→ **Requirement**:
Only the lines from the one with "for stage in &report.monthly_table" through the end of the material, both ends included, should be retyped exactly.

→ **Data provided**:

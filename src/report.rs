use chrono::{DateTime, Utc};
use serde::{Deserialize, Serialize};

use crate::advice::{
    self, GrowthPhase, MonthlyStage, OverallSummary, Personality, StageTraits, TopicAdvice,
};
use crate::careability::{careability_index, CareabilityPoint};
use crate::cycle::Element;
use crate::error::{BaziError, Result};
use crate::llm::{
    generate_analysis, generate_monthly_guide, generate_overall_summary, AnalysisKind, LlmProvider,
};
use crate::scoring::Chart;

#[derive(Debug, Clone, Copy, PartialEq, Eq, Serialize, Deserialize)]
#[serde(rename_all = "snake_case")]
pub enum AnalysisSource {
    Canned,
    Generated,
}

#[derive(Debug, Clone, PartialEq, Serialize, Deserialize)]
pub struct NaYinReading {
    pub year: String,
    pub month: String,
    pub day: String,
    pub hour: String,
}

#[derive(Debug, Clone, Serialize, Deserialize)]
pub struct Report {
    pub generated_at: DateTime<Utc>,
    pub seed: u64,
    pub chart: Chart,
    pub na_yin: NaYinReading,
    pub analysis_source: AnalysisSource,
    pub overall_analysis: String,
    pub summary_source: AnalysisSource,
    pub overall_summary: OverallSummary,
    pub personality: Personality,
    pub growth_phases: Vec<GrowthPhase>,
    pub stage_traits: Vec<StageTraits>,
    pub topic_advice: TopicAdvice,
    pub monthly_source: AnalysisSource,
    pub monthly_table: Vec<MonthlyStage>,
    pub careability: Vec<CareabilityPoint>,
}

/// Remote generation for the analysis, summary and monthly guide
pub struct RemoteAnalysis<'a> {
    pub provider: &'a dyn LlmProvider,
    pub kind: AnalysisKind,
    /// Name used in the prompts
    pub name: &'a str,
}

fn or_canned<T>(
    section: &str,
    generated: Option<Result<T>>,
    canned: impl FnOnce() -> T,
) -> (T, AnalysisSource) {
    match generated {
        Some(Ok(value)) => (value, AnalysisSource::Generated),
        Some(Err(e)) => {
            tracing::warn!(section, error = %e, "Remote generation failed, using canned text");
            (canned(), AnalysisSource::Canned)
        }
        None => (canned(), AnalysisSource::Canned),
    }
}

/// Assemble the full report. Each generated section falls back to its
/// canned version when the remote call fails.
pub fn build_report(chart: Chart, seed: u64, remote: Option<RemoteAnalysis<'_>>) -> Report {
    let profile = &chart.elemental_profile;

    let (overall_analysis, analysis_source) = or_canned(
        "overall_analysis",
        remote
            .as_ref()
            .map(|r| generate_analysis(r.provider, &chart, r.kind)),
        || advice::overall_analysis(&chart),
    );
    let (overall_summary, summary_source) = or_canned(
        "overall_summary",
        remote
            .as_ref()
            .map(|r| generate_overall_summary(r.provider, &chart, r.name)),
        || advice::overall_summary(profile),
    );
    // An empty guide is as useless as a failed call.
    let (monthly_table, monthly_source) = or_canned(
        "monthly_table",
        remote.as_ref().map(|r| {
            generate_monthly_guide(r.provider, &chart, r.name).and_then(|stages| {
                if stages.is_empty() {
                    Err(BaziError::RemoteService("monthly guide had no stages".into()))
                } else {
                    Ok(stages)
                }
            })
        }),
        || advice::monthly_table(profile, seed),
    );

    let [year, month, day, hour] = chart
        .pillars
        .na_yin()
        .map(|n| n.unwrap_or("未知").to_string());

    Report {
        generated_at: Utc::now(),
        seed,
        na_yin: NaYinReading {
            year,
            month,
            day,
            hour,
        },
        analysis_source,
        overall_analysis,
        summary_source,
        overall_summary,
        personality: advice::personality(&chart.pillars, profile),
        growth_phases: advice::growth_phases(profile),
        stage_traits: advice::stage_traits(profile),
        topic_advice: advice::topic_advice(profile),
        monthly_source,
        monthly_table,
        careability: careability_index(profile),
        chart,
    }
}

fn elements_line(elements: &[Element]) -> String {
    elements
        .iter()
        .map(|e| e.symbol())
        .collect::<Vec<_>>()
        .join("、")
}

fn push_list(out: &mut String, items: &[String]) {
    for item in items {
        out.push_str(&format!("- {}\n", item));
    }
}

pub fn render_chart_markdown(chart: &Chart) -> String {
    let p = &chart.pillars;
    let profile = &chart.elemental_profile;
    let mut out = String::new();

    out.push_str(&format!("# 八字 {}\n\n", p.symbol));
    out.push_str(&format!(
        "**出生:** {} {:02}時\n\n",
        chart.birth.date, chart.birth.hour
    ));
    out.push_str("| 年柱 | 月柱 | 日柱 | 時柱 |\n");
    out.push_str("|------|------|------|------|\n");
    out.push_str(&format!(
        "| {} | {} | {} | {} |\n\n",
        p.year, p.month, p.day, p.hour
    ));

    out.push_str("## 五行\n\n");
    for element in Element::ALL {
        out.push_str(&format!(
            "- {}: {:.1} ({:.1}%)\n",
            element,
            profile.tally.get(element),
            profile.percentages.get(element)
        ));
    }
    out.push_str(&format!(
        "\n**日主:** {} ({}, {:.1}%)\n",
        profile.day_element,
        profile.strength.label(),
        profile.day_share
    ));
    out.push_str(&format!("**喜用:** {}\n", elements_line(&profile.favorable)));
    out.push_str(&format!("**忌:** {}\n", elements_line(&profile.unfavorable)));
    out
}

pub fn render_markdown(report: &Report) -> String {
    let mut out = render_chart_markdown(&report.chart);
    let n = &report.na_yin;

    out.push_str("\n## 納音\n\n");
    out.push_str(&format!(
        "年 {} · 月 {} · 日 {} · 時 {}\n",
        n.year, n.month, n.day, n.hour
    ));

    out.push_str("\n## 整體分析\n\n");
    out.push_str(&format!("{}\n", report.overall_analysis));

    let summary = &report.overall_summary;
    out.push_str("\n## 0-6歲摘要\n\n### 性格重點\n\n");
    push_list(&mut out, &summary.personality_highlights);
    for stage in &summary.age_stages {
        out.push_str(&format!("\n### {}\n\n{}\n", stage.age, stage.summary));
    }
    out.push_str("\n### 團體生活\n\n");
    push_list(&mut out, &summary.group_life_advice);

    out.push_str("\n## 性格\n\n");
    out.push_str(&format!("**標籤:** {}\n\n", report.personality.tags.join("、")));
    push_list(&mut out, &report.personality.details);
    out.push_str(&format!("\n{}\n", report.personality.summary));

    out.push_str("\n## 成長階段\n\n");
    for phase in &report.growth_phases {
        out.push_str(&format!(
            "### {} {}\n\n{}\n\n",
            phase.age, phase.title, phase.description
        ));
    }

    out.push_str("## 各階段特點\n");
    for stage in &report.stage_traits {
        out.push_str(&format!("\n### {}\n\n", stage.age));
        push_list(&mut out, &stage.traits);
    }

    let topics = &report.topic_advice;
    out.push_str("\n## 教育與健康\n\n### 學習方式\n\n");
    push_list(&mut out, &topics.learning_style);
    out.push_str("\n### 溝通方式\n\n");
    push_list(&mut out, &topics.communication);
    out.push_str("\n### 興趣培養\n\n");
    push_list(&mut out, &topics.interests);
    out.push_str(&format!(
        "\n### 健康\n\n{}\n\n{}\n\n{}\n",
        topics.constitution, topics.diet, topics.exercise
    ));

    out.push_str("\n## 0-12月指南\n\n");
    for stage in &report.monthly_table {
        out.push_str(&format!("### {} {}\n\n", stage.title, stage.period));
        out.push_str(&format!("**特色:** {}\n", stage.characteristics.join("；")));
        out.push_str(&format!("**挑戰:** {}\n", stage.challenges.join("；")));
        out.push_str(&format!("**照護:** {}\n\n", stage.care_advice.join("；")));
    }

    out.push_str("## 好帶指數\n\n| 月齡 | 指數 |\n|------|------|\n");
    for point in &report.careability {
        out.push_str(&format!("| {}M | {:.1} |\n", point.month, point.index));
    }

    out
}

→ **Response**:
    for stage in &report.monthly_table {
        out.push_str(&format!("### {} {}\n\n", stage.title, stage.period));
        out.push_str(&format!("**特色:** {}\n", stage.characteristics.join("；")));
        out.push_str(&format!("**挑戰:** {}\n", stage.challenges.join("；")));
        out.push_str(&format!("**照護:** {}\n\n", stage.care_advice.join("；")));
    }

    out.push_str("## 好帶指數\n\n| 月齡 | 指數 |\n|------|------|\n");
    for point in &report.careability {
        out.push_str(&format!("| {}M | {:.1} |\n", point.month, point.index));
    }

    out
}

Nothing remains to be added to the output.